Une reculade coupable
Cette reculade survient pourtant dans un contexte sanitaire particulièrement alarmant. Le rapport 2025 de l’UNICEF, intitulé Feeding Profit, souligne que, pour la première fois dans l’histoire, il y a plus de cas d’obésité chez les enfants et les adolescents que de cas de dénutrition. Près de 20 % des jeunes de 5 à 19 ans vivent aujourd’hui avec un surpoids. L’OMS confirme la tendance : la malbouffe ultra-transformée, les boissons sucrées et le marketing agressif ciblant les plus jeunes sont devenus des fléaux mondiaux (Lire ci-dessous).

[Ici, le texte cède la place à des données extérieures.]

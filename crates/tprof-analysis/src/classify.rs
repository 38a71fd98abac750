//! Structural classification of statement nodes.

use tprof_syntax::{Callee, Stmt, StmtKind};

/// The loop statement forms.
#[derive(Debug, Clone, Copy, PartialEq, Eq, Hash)]
pub enum LoopKind {
    /// `for (init; cond; step)`.
    For,
    /// `for (decl : range)`.
    RangeFor,
    /// `while (cond)`.
    While,
    /// `do … while (cond);`.
    Do,
}

impl LoopKind {
    /// Returns the last character of the loop header, where an opening
    /// brace for the body belongs.
    #[must_use]
    pub const fn header_terminator(self) -> char {
        match self {
            Self::For | Self::RangeFor | Self::While => ')',
            Self::Do => 'o',
        }
    }
}

/// A node viewed through the roles the analysis passes care about.
#[derive(Debug, Clone, Copy, PartialEq, Eq)]
pub enum Classified<'t> {
    /// A loop and its body, if the body slot is filled.
    Loop {
        /// Which loop form.
        kind: LoopKind,
        /// The loop body.
        body: Option<&'t Stmt>,
    },
    /// An `if` statement and its branches.
    Conditional {
        /// The then-branch.
        then_branch: Option<&'t Stmt>,
        /// The else-branch, possibly another conditional.
        else_branch: Option<&'t Stmt>,
    },
    /// A call expression.
    Call {
        /// The callee name for direct calls.
        callee: Option<&'t str>,
    },
    /// Anything else.
    Other,
}

/// Classifies `node` by its kind tag.
#[must_use]
pub fn classify(node: &Stmt) -> Classified<'_> {
    let as_loop = |kind, body: usize| Classified::Loop {
        kind,
        body: node.child(body),
    };
    match node.kind() {
        StmtKind::For { body } => as_loop(LoopKind::For, *body),
        StmtKind::RangeFor { body } => as_loop(LoopKind::RangeFor, *body),
        StmtKind::While { body } => as_loop(LoopKind::While, *body),
        StmtKind::Do { body } => as_loop(LoopKind::Do, *body),
        StmtKind::If {
            then_branch,
            else_branch,
        } => Classified::Conditional {
            then_branch: node.child(*then_branch),
            else_branch: else_branch.and_then(|slot| node.child(slot)),
        },
        StmtKind::Call { callee } => Classified::Call {
            callee: match callee {
                Callee::Direct { name } => Some(name.as_str()),
                Callee::Indirect => None,
            },
        },
        StmtKind::Compound | StmtKind::Other { .. } => Classified::Other,
    }
}

/// Returns whether `node` is an `if` statement.
#[must_use]
pub const fn is_conditional(node: &Stmt) -> bool {
    matches!(node.kind(), StmtKind::If { .. })
}

#[cfg(test)]
mod tests {
    use super::*;
    use rstest::rstest;
    use tprof_syntax::{SourceLocation, SourceManager, SourceSpan};

    fn span() -> SourceSpan {
        let manager = SourceManager::new("t.c", "");
        let at = SourceLocation::new(manager.main_file_id(), 0);
        SourceSpan::new(at, at)
    }

    fn other() -> Stmt {
        Stmt::leaf(
            StmtKind::Other {
                tag: "expression_statement",
            },
            span(),
        )
    }

    #[rstest]
    #[case(StmtKind::For { body: 1 }, LoopKind::For)]
    #[case(StmtKind::RangeFor { body: 1 }, LoopKind::RangeFor)]
    #[case(StmtKind::While { body: 1 }, LoopKind::While)]
    #[case(StmtKind::Do { body: 1 }, LoopKind::Do)]
    fn loops_expose_their_body(#[case] kind: StmtKind, #[case] expected: LoopKind) {
        let node = Stmt::new(kind, span(), vec![None, Some(other())]);
        let Classified::Loop { kind: found, body } = classify(&node) else {
            panic!("expected a loop");
        };
        assert_eq!(found, expected);
        assert_eq!(body, Some(&other()));
    }

    #[test]
    fn header_terminators() {
        assert_eq!(LoopKind::While.header_terminator(), ')');
        assert_eq!(LoopKind::Do.header_terminator(), 'o');
    }

    #[test]
    fn conditional_without_else() {
        let node = Stmt::new(
            StmtKind::If {
                then_branch: 1,
                else_branch: None,
            },
            span(),
            vec![None, Some(other())],
        );
        assert_eq!(
            classify(&node),
            Classified::Conditional {
                then_branch: Some(&other()),
                else_branch: None,
            }
        );
        assert!(is_conditional(&node));
    }

    #[rstest]
    #[case(Callee::Direct { name: "doWork".to_owned() }, Some("doWork"))]
    #[case(Callee::Indirect, None)]
    fn calls_expose_direct_callees(#[case] callee: Callee, #[case] expected: Option<&str>) {
        let node = Stmt::leaf(StmtKind::Call { callee }, span());
        assert_eq!(classify(&node), Classified::Call { callee: expected });
    }

    #[rstest]
    #[case(StmtKind::Compound)]
    #[case(StmtKind::Other { tag: "return_statement" })]
    fn everything_else_is_other(#[case] kind: StmtKind) {
        assert_eq!(classify(&Stmt::leaf(kind, span())), Classified::Other);
    }
}
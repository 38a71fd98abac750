use serde::{Deserialize, Serialize};
use strum::{Display, EnumString};

/// Supported logging output formats.
#[derive(
    Debug, Clone, Copy, Default, Deserialize, Serialize, PartialEq, Eq, EnumString, Display,
)]
#[serde(rename_all = "snake_case")]
#[strum(serialize_all = "snake_case", ascii_case_insensitive)]
pub enum LogFormat {
    /// Structured JSON suitable for ingestion by logging stacks.
    Json,
    /// Human-readable single line output.
    #[default]
    Compact,
}

/// Errors encountered while parsing a [`LogFormat`] from text.
pub type LogFormatParseError = strum::ParseError;

#[cfg(test)]
mod tests {
    use super::*;
    use rstest::rstest;

    #[rstest]
    #[case("json", LogFormat::Json)]
    #[case("JSON", LogFormat::Json)]
    #[case("Compact", LogFormat::Compact)]
    fn parses_case_insensitively(#[case] input: &str, #[case] expected: LogFormat) {
        assert_eq!(input.parse::<LogFormat>(), Ok(expected));
    }

    #[test]
    fn rejects_unknown_formats() {
        assert!("pretty".parse::<LogFormat>().is_err());
    }

    #[test]
    fn displays_in_snake_case() {
        assert_eq!(LogFormat::Compact.to_string(), "compact");
    }
}
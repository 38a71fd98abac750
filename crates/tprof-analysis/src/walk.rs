//! Depth-first traversal of statement trees.

use tprof_syntax::Stmt;

/// Visits every descendant of `root` in pre-order, children in source order.
///
/// `root` itself is not visited. The visitor receives each node with its
/// depth below `root`, starting at 0 for the root's children. Empty child
/// slots are skipped.
pub fn walk<'t, F>(root: &'t Stmt, visitor: &mut F)
where
    F: FnMut(&'t Stmt, usize),
{
    walk_children(root, 0, visitor);
}

fn walk_children<'t, F>(node: &'t Stmt, depth: usize, visitor: &mut F)
where
    F: FnMut(&'t Stmt, usize),
{
    for child in node.children().iter().flatten() {
        visitor(child, depth);
        walk_children(child, depth.saturating_add(1), visitor);
    }
}
mod todo_service;

pub use todo_service::{TodoService, TodoStore};
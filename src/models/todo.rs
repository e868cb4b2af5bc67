use serde::{Deserialize, Serialize};
use chrono::{DateTime, NaiveDate, NaiveDateTime, Utc};
use uuid::Uuid;
use crate::errors::{AppError, AppResult};

#[derive(Debug, Serialize, Deserialize, Clone, PartialEq)]
pub struct Todo {
    pub id: Uuid,
    pub title: String,
    pub deadline: DateTime<Utc>,
    pub done: bool,
    pub created_at: DateTime<Utc>,
}

impl Todo {
    pub fn new(title: String, deadline: DateTime<Utc>) -> Self {
        Self {
            id: Uuid::new_v4(),
            title,
            deadline,
            done: false,
            created_at: Utc::now(),
        }
    }
}

/// Parses a client supplied deadline.
///
/// Accepts an RFC 3339 timestamp, a naive `YYYY-MM-DDTHH:MM:SS` date-time
/// (taken as UTC) or a bare `YYYY-MM-DD` date (midnight UTC).
pub fn parse_deadline(raw: &str) -> AppResult<DateTime<Utc>> {
    let value = raw.trim();

    if let Ok(parsed) = DateTime::parse_from_rfc3339(value) {
        return Ok(parsed.with_timezone(&Utc));
    }

    if let Ok(parsed) = NaiveDateTime::parse_from_str(value, "%Y-%m-%dT%H:%M:%S%.f") {
        return Ok(parsed.and_utc());
    }

    NaiveDate::parse_from_str(value, "%Y-%m-%d")
        .ok()
        .and_then(|date| date.and_hms_opt(0, 0, 0))
        .map(|midnight| midnight.and_utc())
        .ok_or_else(|| AppError::InvalidDeadline(raw.to_string()))
}

#[cfg(test)]
mod tests {
    use super::*;
    use chrono::TimeZone;

    #[test]
    fn plain_date_is_midnight_utc() {
        let deadline = parse_deadline("2024-01-01").unwrap();
        assert_eq!(deadline, Utc.with_ymd_and_hms(2024, 1, 1, 0, 0, 0).unwrap());
    }

    #[test]
    fn offsets_are_normalised_to_utc() {
        let deadline = parse_deadline("2024-01-01T10:00:00+02:00").unwrap();
        assert_eq!(deadline, Utc.with_ymd_and_hms(2024, 1, 1, 8, 0, 0).unwrap());
    }

    #[test]
    fn naive_datetime_is_read_as_utc() {
        let deadline = parse_deadline("2024-03-05T12:30:00").unwrap();
        assert_eq!(deadline, Utc.with_ymd_and_hms(2024, 3, 5, 12, 30, 0).unwrap());
    }

    #[test]
    fn garbage_is_rejected() {
        assert_eq!(
            parse_deadline("next tuesday"),
            Err(AppError::InvalidDeadline("next tuesday".to_string()))
        );
        assert!(parse_deadline("2024-13-01").is_err());
    }

    #[test]
    fn new_todo_starts_open() {
        let todo = Todo::new("buy milk".into(), Utc::now());
        assert!(!todo.done);
        assert!(todo.created_at <= Utc::now());
    }
}
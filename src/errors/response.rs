use axum::{
    response::{IntoResponse, Response, Json},
    http::StatusCode,
};
use serde_json::json;
use crate::errors::AppError;

impl AppError {
    pub fn status_code(&self) -> StatusCode {
        match self {
            // Malformed input and rejected state transitions are bad requests
            AppError::InvalidIdFormat
            | AppError::DuplicateUsername
            | AppError::AlreadyPro
            | AppError::InvalidDeadline(_)
            | AppError::InvalidPayload(_) => StatusCode::BAD_REQUEST,

            AppError::UserNotFound | AppError::TodoNotFound => StatusCode::NOT_FOUND,

            // Plan limits are a permission problem, not a malformed request
            AppError::TodoLimitExceeded => StatusCode::FORBIDDEN,
        }
    }
}

// The IntoResponse trait implementation converts AppError into a `{"error": ...}` JSON response.
impl IntoResponse for AppError {
    fn into_response(self) -> Response {
        let status = self.status_code();
        tracing::warn!("Request failed with {}: {}", status, self);

        (status, Json(json!({ "error": self.to_string() }))).into_response()
    }
}
use axum::{
    async_trait,
    extract::FromRequestParts,
    http::request::Parts,
};
use crate::errors::AppError;

pub const USERNAME_HEADER: &str = "username";

/// Username named by the `username` request header.
///
/// The header is trusted as-is and decoded as UTF-8, so non-ASCII usernames
/// work. A missing header is reported as `UserNotFound`, the same outcome as
/// naming an unknown user.
#[derive(Debug, Clone)]
pub struct ActingUser(pub String);

#[async_trait]
impl<S> FromRequestParts<S> for ActingUser
where
    S: Send + Sync,
{
    type Rejection = AppError;

    async fn from_request_parts(parts: &mut Parts, _state: &S) -> Result<Self, Self::Rejection> {
        let username = parts
            .headers
            .get(USERNAME_HEADER)
            .map(|value| String::from_utf8_lossy(value.as_bytes()).into_owned())
            .ok_or_else(|| {
                tracing::debug!("Request without a {} header", USERNAME_HEADER);
                AppError::UserNotFound
            })?;

        Ok(ActingUser(username))
    }
}
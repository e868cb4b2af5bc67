mod user;
mod forms;
mod todo;

pub use user::User;
pub use forms::{CreateUserForm, TodoForm};
pub use todo::{Todo, parse_deadline};
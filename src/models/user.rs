use serde::{Deserialize, Serialize};
use uuid::Uuid;
use super::todo::Todo;

#[derive(Debug, Serialize, Deserialize, Clone, PartialEq)]
pub struct User {
    pub id: Uuid,
    pub name: String,
    pub username: String,   // unique across all users
    pub pro: bool,          // lifts the free-plan todo limit
    pub todos: Vec<Todo>,   // insertion order
}

impl User {
    pub fn new(name: String, username: String) -> Self {
        Self {
            id: Uuid::new_v4(),
            name,
            username,
            pro: false,
            todos: Vec::new(),
        }
    }

    pub fn find_todo_mut(&mut self, todo_id: Uuid) -> Option<&mut Todo> {
        self.todos.iter_mut().find(|todo| todo.id == todo_id)
    }
}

Renoncer au Nutri-Score européen, c’est donc priver des millions de consommateurs d’un outil clair pour faire des choix éclairés en matière d’alimentation. C’est laisser les familles seules face à des rayons toujours plus fournis où les emballages vantent des allégations santé souvent trompeuses. C’est accentuer les inégalités, car les ménages les plus modestes qui ont moins de temps et moins d’accès à l’éducation nutritionnelle, sont aussi les plus exposés à la malbouffe, moins chère que les produits sains. C’est enfin accepter que la santé publique passe après les intérêts des multinationales, alors même que les coûts de l’obésité explosent déjà pour les systèmes de santé européens.
Le Nutri-Score n’aurait pas suffi à renverser la machine, mais il aurait donné aux citoyens un outil de résistance dans un environnement saturé de pièges alimentaires. En l’abandonnant, l’Union choisit de protéger l’industrie plutôt que les enfants.
UNICEF : « Feeding Profit » ou comment l’industrie alimente l’épidémie d’obésité
Dans son rapport Feeding Profit publié en 2025, l’UNICEF dresse un constat alarmant : pour la première fois, l’obésité chez les enfants et adolescents dépasse la maigreur. Près de 391 millions de jeunes de 5 à 19 ans dans le monde vivent aujourd’hui avec un surpoids et plus de 40 % d’entre eux sont déjà obèses.
Selon l’UNICEF, cette évolution n’est pas le fruit du hasard, mais la conséquence directe d’un système alimentaire façonné par l’industrie. Les aliments ultra-transformés, riches en sucres, graisses saturées et sel occupent une place croissante dans l’alimentation des familles. Plus de 60 % des adolescents déclarent avoir consommé au moins un aliment ou une boisson sucrée la veille de l’enquête. À cela s’ajoute un marketing agressif qui cible directement les plus jeunes, souvent via les réseaux sociaux et les applications mobiles.
Les conséquences sont déjà visibles : explosion du diabète de type 2, augmentation des maladies cardiovasculaires précoces, troubles métaboliques dès l’adolescence. Le rapport souligne aussi l’impact psychologique et social d’un surpoids subi dès l’enfance, ainsi que les coûts économiques colossaux : si rien ne change, l’obésité pourrait représenter plus de 4 000 milliards de dollars par an d’ici 2035.